> [What you should do] Determine which lines of the records include the word "None", and copy them.

========================================

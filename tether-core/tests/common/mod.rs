// SPDX-FileCopyrightText: 2026 Mattia Egloff <mattia.egloff@pm.me>
//
// SPDX-License-Identifier: GPL-3.0-or-later

//! Shared helpers for integration tests.

#![allow(dead_code)]

use std::sync::Arc;

use parking_lot::Mutex;
use tether_core::network::{
    ConnectRequest, Dialer, EventHandler, IncomingRequestHandler, ManagerEvent, MockDialer,
    MockSocket, Resource, ResourceConfig,
};

/// Opens a Resource over a fresh mock connection and returns both ends.
pub async fn open_resource(
    config: ResourceConfig,
    handler: Option<IncomingRequestHandler>,
) -> (Resource, MockSocket) {
    let dialer = MockDialer::new();
    let socket = dialer
        .connect(ConnectRequest::new("wss://chat.example.com/v1/websocket/"))
        .await
        .expect("mock connect");
    let server = dialer.accept().await;
    (Resource::new(socket, config, handler), server)
}

/// Resource settings without keepalive probing.
pub fn quiet_config() -> ResourceConfig {
    ResourceConfig::named("test").with_keepalive(None)
}

/// Records every manager event.
#[derive(Default)]
pub struct EventLog {
    events: Mutex<Vec<ManagerEvent>>,
}

impl EventLog {
    pub fn new() -> Arc<Self> {
        Arc::new(Self::default())
    }

    pub fn events(&self) -> Vec<ManagerEvent> {
        self.events.lock().clone()
    }

    pub fn count(&self, predicate: impl Fn(&ManagerEvent) -> bool) -> usize {
        self.events.lock().iter().filter(|e| predicate(e)).count()
    }
}

impl EventHandler for EventLog {
    fn on_event(&self, event: ManagerEvent) {
        self.events.lock().push(event);
    }
}
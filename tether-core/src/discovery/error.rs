// SPDX-FileCopyrightText: 2026 Mattia Egloff <mattia.egloff@pm.me>
//
// SPDX-License-Identifier: GPL-3.0-or-later

//! Discovery Errors

use std::time::Duration;

use thiserror::Error;

use crate::network::NetworkError;

/// Result type for discovery operations.
pub type DiscoveryResult<T> = Result<T, DiscoveryError>;

/// Contact discovery errors.
#[derive(Error, Debug, Clone, PartialEq, Eq)]
pub enum DiscoveryError {
    /// The batch exceeds the protocol maximum. Callers must chunk.
    #[error("Too many identifiers: {count} (max {max})")]
    BatchTooLarge {
        /// Identifiers in the request.
        count: usize,
        /// Protocol maximum.
        max: usize,
    },

    /// An identifier is not a valid E.164 number.
    #[error("Invalid E.164 number: {0}")]
    InvalidE164(String),

    /// The service asked us to back off.
    #[error("Rate limited, retry after {}s", .retry_after.as_secs())]
    RateLimited {
        /// Advertised cooldown.
        retry_after: Duration,
    },

    /// The enclave failed attestation. Never retried.
    #[error("Attestation invalid: {0}")]
    AttestationInvalid(String),

    /// The key exchange with the enclave failed.
    #[error("Handshake failed: {0}")]
    Handshake(String),

    /// Encryption or decryption failed.
    #[error("Crypto error: {0}")]
    Crypto(String),

    /// The peer sent something the protocol does not allow.
    #[error("Protocol violation: {0}")]
    ProtocolViolation(String),

    /// Fetching discovery credentials failed.
    #[error("Auth error: {0}")]
    Auth(String),

    /// The enclave closed the connection with an unexpected code.
    #[error("Connection closed with {code}: {reason}")]
    Closed {
        /// Close code.
        code: u16,
        /// Close reason.
        reason: String,
    },

    /// Transport failure.
    #[error(transparent)]
    Network(#[from] NetworkError),
}

impl DiscoveryError {
    /// Returns true for errors that must never be retried automatically.
    pub fn is_fatal(&self) -> bool {
        match self {
            DiscoveryError::AttestationInvalid(_) => true,
            DiscoveryError::Network(error) => error.is_auth_rejection(),
            _ => false,
        }
    }
}
// SPDX-FileCopyrightText: 2026 Mattia Egloff <mattia.egloff@pm.me>
//
// SPDX-License-Identifier: GPL-3.0-or-later

//! Backoff Tests
//!
//! Tests for the reconnect delay schedule.

use std::time::Duration;

use tether_core::network::{
    BackOff, DEFAULT_JITTER, EXTENDED_FIBONACCI_TIMEOUTS, FIBONACCI_TIMEOUTS,
};

/// Test: delays follow the schedule and saturate at its end
#[test]
fn test_delays_follow_schedule() {
    let mut backoff = BackOff::new(FIBONACCI_TIMEOUTS, Duration::ZERO);

    let delays: Vec<u64> = (0..12).map(|_| backoff.get_and_increment().as_secs()).collect();

    assert_eq!(delays, vec![1, 2, 3, 5, 8, 13, 21, 34, 55, 55, 55, 55]);
    assert!(backoff.is_last());
}

/// Test: reset starts over from the first delay
#[test]
fn test_reset_returns_to_first_delay() {
    let mut backoff = BackOff::new(FIBONACCI_TIMEOUTS, Duration::ZERO);
    for _ in 0..5 {
        backoff.get_and_increment();
    }
    assert_eq!(backoff.attempts(), 5);

    backoff.reset(None);

    assert_eq!(backoff.attempts(), 0);
    assert_eq!(backoff.get(), Duration::from_secs(1));
}

/// Test: reset can switch to the extended schedule
#[test]
fn test_reset_switches_schedule() {
    let mut backoff = BackOff::new(FIBONACCI_TIMEOUTS, Duration::ZERO);
    backoff.reset(Some(EXTENDED_FIBONACCI_TIMEOUTS));

    let last = (0..EXTENDED_FIBONACCI_TIMEOUTS.len() + 2)
        .map(|_| backoff.get_and_increment())
        .last()
        .unwrap();

    assert_eq!(last, Duration::from_secs(987));
}

/// Test: jitter is added but bounded
#[test]
fn test_jitter_added_within_bound() {
    let mut backoff = BackOff::new(FIBONACCI_TIMEOUTS, DEFAULT_JITTER);
    for &base in FIBONACCI_TIMEOUTS {
        let delay = backoff.get_and_increment();
        assert!(delay >= base);
        assert!(delay <= base + DEFAULT_JITTER);
    }
}

/// Test: the default uses the short schedule with the default jitter
#[test]
fn test_default_backoff() {
    let backoff = BackOff::default();
    assert_eq!(backoff.get(), FIBONACCI_TIMEOUTS[0]);
    assert_eq!(backoff.attempts(), 0);
    assert!(!backoff.is_last());
}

========================================

> [Your solution]
    ResourceConfig::named("test").with_keepalive(None)
    backoff.reset(None);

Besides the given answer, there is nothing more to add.